Is there a way to intercept user requests before calling a view to call the "new_user" view instead? Or maybe my authentication approach is fundamentally incorrect and I should rely on another approach?
One way to do this would be to create an exception that should be raised when the user is created, and use this exception as the context of a view that would redirect to the new page.
class NewUser(Exception):
pass
#view_config(context=NewUser)
def new_user_exception(request):
return HTTPFound(request.route_path('new_user'))
Make sure the exception is raised during the first request after the first login (after having created the user object, for example), and the user will be redirected to the right page.
You could also put the code for the welcome page directly in new_user_exception, but without redirection, this page would have the url asked by the user, whatever it was.
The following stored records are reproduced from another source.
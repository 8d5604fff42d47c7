use std::io;

use chrono::{Duration, NaiveDate, Timelike, Utc};

use ews_reader::{
    dates, item_from_xml_element_name, Error, EwsXmlReader, ExchangeService,
    ExchangeServiceBuilder, FindItemsResults, Item, LoadOptions, ServiceObject,
    ServiceObjectType, ServiceXmlReader, XmlCursor, XmlNamespace,
};

const FIND_ITEM_RESPONSE: &str = r#"<?xml version="1.0" encoding="utf-8"?>
<s:Envelope xmlns:s="http://schemas.xmlsoap.org/soap/envelope/">
  <s:Header>
    <h:ServerVersionInfo MajorVersion="15" MinorVersion="20" MajorBuildNumber="7" MinorBuildNumber="0"
        xmlns:h="http://schemas.microsoft.com/exchange/services/2006/types"/>
  </s:Header>
  <s:Body>
    <m:FindItemResponse xmlns:m="http://schemas.microsoft.com/exchange/services/2006/messages"
        xmlns:t="http://schemas.microsoft.com/exchange/services/2006/types">
      <m:ResponseMessages>
        <m:FindItemResponseMessage ResponseClass="Success">
          <m:ResponseCode>NoError</m:ResponseCode>
          <m:RootFolder IndexedPagingOffset="4" TotalItemsInView="9" IncludesLastItemInRange="false">
            <t:Items>
              <t:Message>
                <t:ItemId Id="AAMkADE=" ChangeKey="CQAAABYA"/>
                <t:Subject>Quarterly report</t:Subject>
                <t:DateTimeReceived>2024-03-01T09:30:00Z</t:DateTimeReceived>
                <t:IsRead>true</t:IsRead>
              </t:Message>
              <t:MeetingRequest>
                <t:ItemId Id="AAMkADI="/>
                <t:Subject>Planning</t:Subject>
              </t:MeetingRequest>
              <t:HolographicNote>
                <t:ItemId Id="AAMkADM="/>
                <t:Subject>from a newer server</t:Subject>
              </t:HolographicNote>
              <t:CalendarItem>
                <t:ItemId Id="AAMkADQ="/>
                <t:Subject>Offsite</t:Subject>
                <t:Start>2024-03-04T00:00:00+05:00</t:Start>
                <t:IsAllDayEvent>true</t:IsAllDayEvent>
              </t:CalendarItem>
            </t:Items>
          </m:RootFolder>
        </m:FindItemResponseMessage>
      </m:ResponseMessages>
    </m:FindItemResponse>
  </s:Body>
</s:Envelope>"#;

fn service(relaxed: bool) -> ExchangeService {
    ExchangeServiceBuilder::new()
        .time_zone(Utc)
        .local_time_zone(Utc)
        .read_compatible_service_object(relaxed)
        .build()
}

fn wrap(children: &str) -> String {
    format!(
        r#"<m:Items xmlns:m="http://schemas.microsoft.com/exchange/services/2006/messages"
                    xmlns:t="http://schemas.microsoft.com/exchange/services/2006/types">{}</m:Items>"#,
        children
    )
}

fn decode_with<F>(service: &ExchangeService, doc: &str, factory: F) -> Result<Vec<Item>, Error>
where
    F: FnMut(&ExchangeService, &str) -> Option<Item>,
{
    let mut reader = ServiceXmlReader::new(EwsXmlReader::from_str(doc), service);
    reader.read_service_objects_collection("Items", factory, &LoadOptions::default())
}

fn meeting_message(_: &ExchangeService, _: &str) -> Option<Item> {
    Some(Item::new(ServiceObjectType::MeetingMessage))
}

#[test]
fn find_item_response() {
    let service = service(false);
    let mut reader = ServiceXmlReader::new(EwsXmlReader::from_str(FIND_ITEM_RESPONSE), &service);
    for (namespace, name) in [
        (XmlNamespace::Soap, "Envelope"),
        (XmlNamespace::Soap, "Header"),
    ] {
        reader.read_start_element(namespace, name).unwrap();
    }
    reader.read().unwrap();
    reader.skip_current_element().unwrap();
    reader.read_end_element(XmlNamespace::Soap, "Header").unwrap();
    reader.read_start_element(XmlNamespace::Soap, "Body").unwrap();
    reader
        .read_start_element(XmlNamespace::Messages, "FindItemResponse")
        .unwrap();
    reader
        .read_start_element(XmlNamespace::Messages, "ResponseMessages")
        .unwrap();
    reader
        .read_start_element(XmlNamespace::Messages, "FindItemResponseMessage")
        .unwrap();
    assert_eq!(reader.attribute("ResponseClass"), Some("Success"));
    let code = reader
        .read_element_value_named(XmlNamespace::Messages, "ResponseCode")
        .unwrap();
    assert_eq!(code, "NoError");

    let results = FindItemsResults::load_from_xml(&mut reader, &LoadOptions::default()).unwrap();
    assert_eq!(results.total_count, 9);
    assert_eq!(results.next_page_offset, Some(4));

    let subjects: Vec<_> = results.iter().filter_map(Item::subject).collect();
    assert_eq!(subjects, ["Quarterly report", "Planning", "Offsite"]);
    assert_eq!(results[0].is_read(), Some(true));
    assert_eq!(results[0].date_time_received().map(|t| t.hour()), Some(9));
    assert_eq!(results[1].object_type(), ServiceObjectType::MeetingRequest);
    assert_eq!(results[2].is_all_day_event(), Some(true));
    assert_eq!(results[2].start().map(|t| t.hour()), Some(19));

    // the decoder leaves the cursor where the next reader expects it
    reader
        .read_end_element(XmlNamespace::Messages, "FindItemResponseMessage")
        .unwrap();
}

#[test]
fn order_and_count_follow_recognized_children() {
    let doc = wrap(
        "<t:Message><t:Subject>1</t:Subject></t:Message>\
         <t:Unknown><t:Subject>x</t:Subject></t:Unknown>\
         <t:Task><t:Subject>2</t:Subject></t:Task>\
         <t:Unknown/>\
         <t:Contact><t:Subject>3</t:Subject></t:Contact>",
    );
    let items = decode_with(&service(false), &doc, item_from_xml_element_name).unwrap();
    let subjects: Vec<_> = items.iter().filter_map(Item::subject).collect();
    assert_eq!(subjects, ["1", "2", "3"]);
}

#[test]
fn empty_wrapper_is_empty_sequence() {
    let doc = r#"<m:Items xmlns:m="http://schemas.microsoft.com/exchange/services/2006/messages"/>"#;
    let items = decode_with(&service(true), doc, item_from_xml_element_name).unwrap();
    assert!(items.is_empty());
}

#[test]
fn factory_is_asked_with_each_child_name() {
    let doc = wrap("<t:Message/><t:Futuristic/><t:PostItem/>");
    let mut seen = Vec::new();
    let items = decode_with(&service(false), &doc, |service, name| {
        seen.push(name.to_owned());
        item_from_xml_element_name(service, name)
    })
    .unwrap();
    assert_eq!(seen, ["Message", "Futuristic", "PostItem"]);
    assert_eq!(items.len(), 2);
}

#[test]
fn strict_session_rejects_substitutes() {
    let doc = wrap("<t:MeetingCancellation/>");
    match decode_with(&service(false), &doc, meeting_message) {
        Err(Error::TypeMismatch { found, expected }) => {
            assert_eq!(found, "MeetingCancellation");
            assert_eq!(expected, "MeetingMessage");
        }
        other => panic!("expected a type mismatch, got {:?}", other),
    }
}

#[test]
fn relaxed_session_accepts_meeting_kinds() {
    let doc = wrap(
        "<t:MeetingCancellation><t:Subject>off</t:Subject></t:MeetingCancellation>\
         <t:MeetingResponse/>",
    );
    let items = decode_with(&service(true), &doc, meeting_message).unwrap();
    assert_eq!(items[0].xml_element_name(), "MeetingCancellation");
    assert_eq!(items[0].subject(), Some("off"));
    assert_eq!(items[1].xml_element_name(), "MeetingResponse");

    let doc = wrap("<t:SomeUnknownType/>");
    assert!(matches!(
        decode_with(&service(true), &doc, meeting_message),
        Err(Error::TypeMismatch { .. })
    ));
}

#[test]
fn relaxed_session_still_requires_assignability() {
    let doc = wrap("<t:MeetingCancellation/>");
    let factory = |_: &ExchangeService, _: &str| Some(Item::new(ServiceObjectType::MeetingRequest));
    assert!(matches!(
        decode_with(&service(true), &doc, factory),
        Err(Error::TypeMismatch { .. })
    ));
}

#[test]
fn calendar_dates_ignore_offsets_but_instants_do_not() {
    let plain = "2024-01-01T00:00:00";
    let biased = "2024-01-01T00:00:00+05:00";

    assert_eq!(
        dates::as_unbiased_calendar_date(plain).unwrap(),
        dates::as_unbiased_calendar_date(biased).unwrap()
    );
    assert_eq!(
        dates::as_unbiased_calendar_date(plain).unwrap(),
        NaiveDate::from_ymd_opt(2024, 1, 1)
    );

    let service = service(false);
    let plain = service.as_local_instant(plain).unwrap().unwrap();
    let biased = service.as_local_instant(biased).unwrap().unwrap();
    assert_eq!(plain - biased, Duration::hours(5));
}

#[test]
fn decode_never_rewinds() {
    let doc = r#"<m:Response xmlns:m="http://schemas.microsoft.com/exchange/services/2006/messages"
                             xmlns:t="http://schemas.microsoft.com/exchange/services/2006/types">
          <m:Items><t:Message/></m:Items>
          <m:After>tail</m:After>
        </m:Response>"#;
    let service = service(false);
    let mut reader = ServiceXmlReader::new(EwsXmlReader::from_str(doc), &service);
    reader.read().unwrap();
    let items = reader
        .read_service_objects_collection(
            "Items",
            item_from_xml_element_name,
            &LoadOptions::default(),
        )
        .unwrap();
    assert_eq!(items.len(), 1);
    assert!(reader.is_end_element(XmlNamespace::Messages, "Items"));
    assert_eq!(
        reader
            .read_element_value_named(XmlNamespace::Messages, "After")
            .unwrap(),
        "tail"
    );
}

#[test]
fn failed_decode_reports_population_errors() {
    let doc = wrap("<t:Message><t:IsRead>maybe</t:IsRead></t:Message>");
    assert!(matches!(
        decode_with(&service(false), &doc, item_from_xml_element_name),
        Err(Error::Parse(_))
    ));
}

#[test]
fn malformed_dates_fail_the_decode() {
    let doc = wrap(
        "<t:Message>\
           <t:DateTimeReceived>2024-01-01T00:00:00+0\u{0665}:00</t:DateTimeReceived>\
         </t:Message>",
    );
    assert!(matches!(
        decode_with(&service(false), &doc, item_from_xml_element_name),
        Err(Error::Parse(_))
    ));
}

/// A message type whose population refuses elements flagged as blocked.
#[derive(Debug)]
struct Screened(String);

impl ServiceObject for Screened {
    fn object_type(&self) -> ServiceObjectType {
        ServiceObjectType::EmailMessage
    }

    fn xml_element_name(&self) -> &str {
        &self.0
    }

    fn set_xml_element_name(&mut self, name: String) {
        self.0 = name;
    }

    fn load_from_xml<C: XmlCursor>(
        &mut self,
        reader: &mut ServiceXmlReader<'_, C>,
        _: &LoadOptions<'_>,
    ) -> ews_reader::Result<()> {
        if reader.attribute("Blocked") == Some("true") {
            let error = io::Error::new(io::ErrorKind::InvalidData, "blocked by policy");
            return Err(Error::Population(Box::new(error)));
        }
        reader.skip_current_element()
    }
}

#[test]
fn population_errors_abort_the_decode() {
    let doc = wrap(r#"<t:Message/><t:Message Blocked="true"/><t:Message/>"#);
    let service = service(false);
    let mut created = 0;
    let mut reader = ServiceXmlReader::new(EwsXmlReader::from_str(&doc), &service);
    let result = reader.read_service_objects_collection(
        "Items",
        |_, name| {
            created += 1;
            Some(Screened(name.to_owned()))
        },
        &LoadOptions::default(),
    );

    match result {
        Err(Error::Population(source)) => {
            let source = source.downcast_ref::<io::Error>().unwrap();
            assert_eq!(source.kind(), io::ErrorKind::InvalidData);
            assert_eq!(source.to_string(), "blocked by policy");
        }
        other => panic!("expected a population error, got {:?}", other),
    }
    assert_eq!(created, 2);
}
Another solution would be to tweak how the persona part is done. For that, I'm going to guess you are using pyramid_persona (I'm the writer :) ). If not, what I'm saying will still apply, and will be even simpler to do.
What you could do is :
Change the login view so that it includes in the response a boolean saying whether this is the first login or not.
Change the javascript to check this boolean, reload the page if it's not the first time, and redirect to the welcome page if it.
The code for the login view can use pyramid_persona's login view like this :
from pyramid_persona.views import login
#view_config(route_name='login')
def new_login(request):
response = login(request)
if response.status == 200: #the login worked
# tweak the response
return response
EDIT : There's now a part about this in pyramid_persona's documentation : Do extra work or verification at login.